TO try to better align treatment goals with the best available evidence, a panel of experts recently revisited national high blood pressure guidelines - their conclusions offer a few tweaks directed especially at older adults and those with diabetes and kidney disease, says the Mayo Clinic Health Letter.

Well over half of adults older than 65 and closer to 80 percent of those older than 75 have high blood pressure - between a third and half of these adults have uncontrolled high blood pressure which means it’s not being treated adequately or at all, adds the health letter.

High blood pressure, a common yet serious health problem in the U.S., can lead to significant health risks, including heart attack, stroke, heart failure, kidney failure and other organ damage.

Your blood pressure is the amount of force exerted on your artery walls to keep your blood flowing.

Several organs and body chemicals work together to help control your blood pressure and keep it from rising too high or falling too low.

They include your heart, arteries and kidneys, and other factors, such as your central nervous system and various hormones and enzymes.

Too much pressure may build up within your arteries, when the complex system regulating your blood pressure doesn’t work as it should - when the increased pressure in your arteries persist, your doctor may diagnose you as having high blood pressure.  

Although for some, high blood pressure tends to develop over many years without an exact cause, for others, an underlying condition causes high blood pressure - examples are kidney or thyroid disease and certain medications.

A blood pressure reading, given in millimeters of mercury (mm Hg), has two numbers: a) The first, or upper, number measures the pressure in your arteries when your heart beats (systolic pressure); b) The second, or lower, number measures the pressure in your arteries between beats (diastolic pressure).

Normal blood pressure is considered to be less than 120/80 mm Hg.

High blood pressure means you have high readings on a persistent basis - that means systolic blood pressure is consistently 140 mm Hg or higher, diastolic pressure is consistently 90 mm Hg, or both.

Isolated systolic hypertension - when diastolic pressure is normal but systolic pressure is high - is a common type of high blood pressure among individuals older than 60.

The goal of treating high blood pressure is to maintain it within a range that will prevent damage to your arteries, as well as organs, such as your heart, kidneys and brain.

To help them determine how to treat high blood pressure effectively, many doctors rely on a set of guidelines which have evolved over the years to reflect expert opinion and the latest available evidence.
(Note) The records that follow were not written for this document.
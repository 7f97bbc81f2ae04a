//! Observability helpers for client calls.
//!
//! # Feature Flags
//!
//! - Spans named `slipsalary_client.call` are always emitted through `tracing`, carrying the
//!   `call` (kind) and `stage` (call site) fields.
//! - Enable `metrics` to increment the `slipsalary_client_call_total` counter for every
//!   attempt/success/failure, labeled by `call` + `outcome`.

mod metrics;
mod tracing;

pub use self::{metrics::*, tracing::*};

// self
use crate::_prelude::*;

/// Kinds of client calls observed by the crate.
#[derive(Clone, Copy, Debug, PartialEq, Eq, Hash)]
pub enum CallKind {
	/// Credential exchange at `/auth/login`.
	Login,
	/// Token rotation at `/auth/refresh`.
	Refresh,
	/// Authenticated API request.
	Request,
	/// Idempotent report operation, including its conflict retries.
	Operation,
}
impl CallKind {
	/// Returns a stable label suitable for span or metric fields.
	pub const fn as_str(self) -> &'static str {
		match self {
			CallKind::Login => "login",
			CallKind::Refresh => "refresh",
			CallKind::Request => "request",
			CallKind::Operation => "operation",
		}
	}
}
impl Display for CallKind {
	fn fmt(&self, f: &mut Formatter) -> FmtResult {
		f.write_str(self.as_str())
	}
}

/// Outcome labels recorded for each attempt.
#[derive(Clone, Copy, Debug, PartialEq, Eq, Hash)]
pub enum CallOutcome {
	/// Entry to a client call.
	Attempt,
	/// Successful completion.
	Success,
	/// Failure propagated back to the caller.
	Failure,
}
impl CallOutcome {
	/// Returns a stable label suitable for span or metric fields.
	pub const fn as_str(self) -> &'static str {
		match self {
			CallOutcome::Attempt => "attempt",
			CallOutcome::Success => "success",
			CallOutcome::Failure => "failure",
		}
	}
}
impl Display for CallOutcome {
	fn fmt(&self, f: &mut Formatter) -> FmtResult {
		f.write_str(self.as_str())
	}
}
The most recent guidelines, from the Eighth Joint National Committee on Prevention, Detection, Evaluation, and Treatment of High Blood Pressure were published in 2014: the results refined previous guidelines in three key ways, namely:

• Target goals for older adults - For healthy adults 60 or older, the latest treatment recommendation is to strive for a goal of 150/90 mm Hg - this is slightly higher than the previous guideline, which recommended a more aggressive goal of 140/90 mm Hg for everyone with high blood pressure, regardless of age.
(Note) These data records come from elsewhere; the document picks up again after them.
//! Session snapshots and the manager that owns them.
//!
//! A [`Session`] is immutable once built. The [`SessionManager`] keeps the current snapshot
//! behind a single cell and replaces it wholesale on login, refresh, and logout, so readers
//! never observe an access token paired with a stale refresh token or stale claims.

mod manager;
mod metrics;

pub use manager::SessionManager;
pub use metrics::RefreshMetrics;

// self
use crate::{
	_prelude::*,
	auth::{self, ActorId, Claims, TokenSecret},
	store::StoredTokens,
};

/// Immutable view of the signed-in user's tokens and decoded claims.
#[derive(Clone, Default, PartialEq, Eq)]
pub struct Session {
	access_token: Option<TokenSecret>,
	refresh_token: Option<TokenSecret>,
	claims: Option<Claims>,
}
impl Session {
	/// Builds a snapshot, decoding claims from the access token.
	///
	/// An access token whose payload cannot be decoded yields a session without claims; the
	/// raw token is kept so the server can still be the judge of its validity.
	pub fn from_tokens(access: Option<TokenSecret>, refresh: Option<TokenSecret>) -> Self {
		let claims = access.as_ref().and_then(|token| auth::decode(token.expose()));

		Self { access_token: access, refresh_token: refresh, claims }
	}

	/// Builds a snapshot from an auth envelope, keeping `fallback_refresh` when the envelope
	/// does not rotate the refresh token.
	pub fn from_envelope(envelope: TokenEnvelope, fallback_refresh: Option<TokenSecret>) -> Self {
		let refresh = envelope
			.refresh_token
			.filter(|token| !token.is_empty())
			.map(TokenSecret::new)
			.or(fallback_refresh);

		Self::from_tokens(Some(TokenSecret::new(envelope.access_token)), refresh)
	}

	/// Current access token.
	pub fn access_token(&self) -> Option<&TokenSecret> {
		self.access_token.as_ref()
	}

	/// Current refresh token.
	pub fn refresh_token(&self) -> Option<&TokenSecret> {
		self.refresh_token.as_ref()
	}

	/// Decoded claims; present iff the access token is present and decodable.
	pub fn claims(&self) -> Option<&Claims> {
		self.claims.as_ref()
	}

	/// Expiry of the access token in seconds since the Unix epoch.
	pub fn expires_at_epoch_seconds(&self) -> Option<i64> {
		self.claims.as_ref().and_then(|claims| claims.expires_at_epoch_seconds)
	}

	/// Returns `true` when an access token is held.
	pub fn is_authenticated(&self) -> bool {
		self.access_token.is_some()
	}

	/// UI-only role hint taken from the claims.
	pub fn is_manager(&self) -> bool {
		self.claims.as_ref().is_some_and(|claims| claims.is_manager)
	}

	/// Subject of the access token, when it is a valid actor identifier.
	pub fn subject_id(&self) -> Option<ActorId> {
		self.claims.as_ref().and_then(Claims::actor_id)
	}

	/// Returns `true` when the claims say the access token has expired at `now`.
	///
	/// Tokens without decodable claims are never considered expired here.
	pub fn access_expired_at(&self, now: OffsetDateTime) -> bool {
		self.claims.as_ref().is_some_and(|claims| claims.is_expired_at(now))
	}

	/// Returns `true` when the two snapshots hold the same access token.
	pub(crate) fn same_access_token(&self, other: &Session) -> bool {
		self.access_token == other.access_token
	}

	/// Converts the snapshot into the persisted token pair.
	pub fn to_stored(&self) -> StoredTokens {
		StoredTokens { access: self.access_token.clone(), refresh: self.refresh_token.clone() }
	}
}
impl Debug for Session {
	fn fmt(&self, f: &mut Formatter) -> FmtResult {
		f.debug_struct("Session")
			.field("access_token", &self.access_token)
			.field("refresh_token", &self.refresh_token)
			.field("subject_id", &self.claims.as_ref().map(|c| c.subject_id.as_str()))
			.field("expires_at_epoch_seconds", &self.expires_at_epoch_seconds())
			.finish()
	}
}

/// Body returned by `/auth/login` and `/auth/refresh`.
#[derive(Clone, PartialEq, Eq, Deserialize)]
#[serde(rename_all = "camelCase")]
pub struct TokenEnvelope {
	/// Newly issued access token.
	#[serde(alias = "access_token")]
	pub access_token: String,
	/// Token type; always `bearer` in practice.
	#[serde(default, alias = "token_type")]
	pub token_type: Option<String>,
	/// Access token lifetime in seconds.
	#[serde(default, alias = "expires_in")]
	pub expires_in: Option<i64>,
	/// Rotated refresh token, when the server issues one.
	#[serde(default, alias = "refresh_token")]
	pub refresh_token: Option<String>,
}
impl Debug for TokenEnvelope {
	fn fmt(&self, f: &mut Formatter) -> FmtResult {
		f.debug_struct("TokenEnvelope")
			.field("token_type", &self.token_type)
			.field("expires_in", &self.expires_in)
			.field("has_refresh_token", &self.refresh_token.is_some())
			.finish_non_exhaustive()
	}
}

/// Result of swapping in a refreshed session.
#[derive(Clone, Copy, Debug, PartialEq, Eq)]
pub enum CompareAndSwapOutcome {
	/// The expected refresh token matched and the session was replaced.
	Updated,
	/// Another writer rotated the session first; it was left untouched.
	RefreshMismatch,
	/// The session was cleared (logout) while the refresh was in flight.
	Missing,
}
Clinical trials haven’t shown that the more aggressive goal is beneficial.

However, the new goal doesn’t mean you have to change your current treatment if it lowers your blood pressure to less than 140/90 mm Hg - as long as you’re not experiencing any side effects, there’s no need to adjust your medication.

• Target goals for individuals with diabetes or kidney disease - Previously, the blood pressure goal for those with diabetes or kidney disease was 130/90 mm Hg.

Current guidelines recommend that these individuals strive for the same goal as everyone younger than 60 with high blood pressure - 140/90 mm Hg.

As with the recommendation for older adults, the committee members based this decision on finding no substantial evidence that treating to a lower target is helpful.

• Preferred medication options - In the past, thiazide type diuretics were preferred as first line therapy.

The new guidelines recommend four different classes of blood pressure medications.

To summarize the refined current guidelines: If you have high blood pressure, evidence-based guidelines advise keeping your blood pressure lower than:

• 150/90 mm Hg if you’re a healthy adult 60 or older

• 140/90 mm Hg if you’re a healthy adult younger than 60

• 140/90 mm Hg if you have diabetes or kidney disease

One of the underlying principles of the new guidelines is that more aggressive treatment isn’t always better at improving health, nor is it backed by solid evidence, especially in the case of older adults and those with diabetes or chronic kidney problems.

Also, less aggressive goals reduce the intensity of treatment which also makes for fewer side effects.

At the same time, keep in mind your health is a unique combination of genes, environment and physical and biological attributes - thus, you should work with your doctor and other members of your health care team to develop a treatment plan that’s suited to your specific situation.

Together, you and your doctor can decide on your treatment goal and medications so that they fit your lifestyle, give you good quality of life, and help you reduce your risk of heart disease, stroke and other consequences of high blood pressure, concludes the health letter.